Other investigations also indicate that diets heavy in meat may change prostate cancers from dormant to malignant. Since meat poses a threat to the heart and has been associated with cancer, let's look at both meat and meat substitutes. This is an important group, for it is a major source of protein, which our bodies need to replace dead cells and to form new ones. We must have an adequate intake of protein to maintain good health and to recover from illness and injury. But we can do this and still avoid diets high in red meat, which appear to be cancer's preferred fuel.

Saturated fats, such as those found in red meat and whole dairy products, are the elements to avoid. Polyunsaturated fats, such as those found in olive oil, are not considered to put people at a higher risk for cancer.

Poultry and fish are rich in high-quality protein and can be used as inexpensive substitutes for red meat. Legumes, such as dried beans, soybeans, and dried peas, do not contain as high-quality a protein, but when they are eaten with rice, corn, or a little lean meat, their protein can rival that of meat. All grains and dried legumes contain vitamins, fiber, and proteins while having little fat content and no refined sugar (another food that does not contribute to good health). Red meat products, such as lamb, beef, pork, veal, duck, high-fat poultry with skin, dark meat of either chicken or turkey, and organ meats should be avoided.

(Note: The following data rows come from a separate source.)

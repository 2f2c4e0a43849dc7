//! Bazaar CLI binary entrypoint.

use std::io;
use std::process::ExitCode;

use anyhow::Context;
use clap::Parser;
use tracing_subscriber::EnvFilter;

use bazaar_cli::cli::{Cli, Commands};
use bazaar_cli::commands::{AccountCommand, MarketCommand};
use bazaar_cli::output::{Message, OutputFormat};
use bazaar_cli::Sandbox;
use bazaar_market::MarketConfig;

fn main() -> ExitCode {
    tracing_subscriber::fmt()
        .with_env_filter(EnvFilter::from_default_env())
        .with_writer(io::stderr)
        .init();

    let cli = Cli::parse();

    let runtime = match tokio::runtime::Runtime::new() {
        Ok(rt) => rt,
        Err(e) => {
            eprintln!("Failed to create async runtime: {e}");
            return ExitCode::FAILURE;
        }
    };

    match runtime.block_on(run(cli)) {
        Ok(()) => ExitCode::SUCCESS,
        Err(e) => {
            eprintln!("Error: {e:#}");
            ExitCode::FAILURE
        }
    }
}

async fn run(cli: Cli) -> anyhow::Result<()> {
    let config = match &cli.config {
        Some(path) => Some(
            MarketConfig::from_file(path)
                .with_context(|| format!("loading config {}", path.display()))?,
        ),
        None => None,
    };
    let format = OutputFormat::new(cli.format);
    let mut stdout = io::stdout().lock();

    if let Commands::Init = cli.command {
        let sandbox = Sandbox::init(&cli.state_dir, &config.unwrap_or_default()).await?;
        let msg = Message::new(format!(
            "Initialised sandbox at {} (custody {})",
            cli.state_dir.display(),
            sandbox.custody_address()
        ));
        format.write(&mut stdout, &msg)?;
        return Ok(());
    }

    let mut sandbox = Sandbox::open(&cli.state_dir, config.as_ref())
        .await
        .with_context(|| format!("opening sandbox {}", cli.state_dir.display()))?;

    match &cli.command {
        Commands::Init => {}
        Commands::Account { command } => {
            AccountCommand::new(&mut sandbox)
                .execute(&mut stdout, &format, command)
                .await?;
        }
        Commands::Asset { command } => {
            AccountCommand::new(&mut sandbox)
                .execute_asset(&mut stdout, &format, command)
                .await?;
        }
        Commands::Market(command) => {
            MarketCommand::new(&sandbox)
                .execute(&mut stdout, &format, command)
                .await?;
        }
    }

    sandbox.save().await.context("saving sandbox")?;
    Ok(())
}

Whole-milk dairy products, such as butter, milk, cream, cottage cheese, and yogurt, should be cut out, and their low-fat or nonfat counterparts used instead. Egg whites provide a complete protein while all the cholesterol is found in the yolk, so consider using the egg white and discarding the rest.

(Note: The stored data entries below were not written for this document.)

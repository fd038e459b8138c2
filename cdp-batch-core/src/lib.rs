#![doc = "cdp-batch-core: core pipeline library for cdp-batch."]

//! This crate contains the data model and pipeline for turning a guest CSV export into a
//! CDP batch upload. HTTP transport and CLI glue live in the `cdp-batch` crate.
//!
//! # Usage
//! Build a [`config::PipelineConfig`], pick a [`uploader::BatchUploader`] implementation
//! and call [`pipeline::run_pipeline`].

pub mod artifacts;
pub mod config;
pub mod payload;
pub mod pipeline;
pub mod records;
pub mod source;
pub mod uploader;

Seventh-Day Adventists tend not to eat the typical American diet. They generally eat whole grains, vegetables, and nuts and avoid alcohol, tobacco, caffeine-containing beverages, spices, and highly refined foods. Many of them don't eat meat, and their death rate from intestinal cancer is 20 percent below the average in the United States. Studies at the Loma Linda School of Health in California have shown that they also have consistently lower cholesterol levels. A long-term study of47,000 Seventh-Day Adventists revealed a much lower death rate than for the general population, and those who were strict vegetarians had the lowest death rate.

The studies also showed that Seventh-Day Adventists who reported consuming the most meat, milk, cheese, and eggs were more than three times as likely to die of prostate cancer within twenty years than were Seventh-Day Adventists who said they ate the lowest amounts of those foods. Other studies related to Seventh-Day Adventists revealed that the men who drank two glasses of milk per day had almost twice the risk of developing prostate cancer of those who drank one glass. Three glasses of milk increased the odds even more.


New studies indicate a strong possibility that foods that impair the heart are also harmful to the prostate. There is reason to suspect a possible association between prostate tumors and cholesterol, because testosterone, which is recognized as promoting tumor growth, has a chemical structure with important similarities to that of cholesterol. There is the possibility that high levels of cholesterol cause excess testosterone production. Animal fats create excess cholesterol in the bloodstream. Foods high in saturated fats include butter, ice cream, cheese, egg yolks, liver, meat, creams, and gravies.

Fat is the main culprit in raising blood cholesterol. It is a dangerous factor in increasing the risk of heart disease.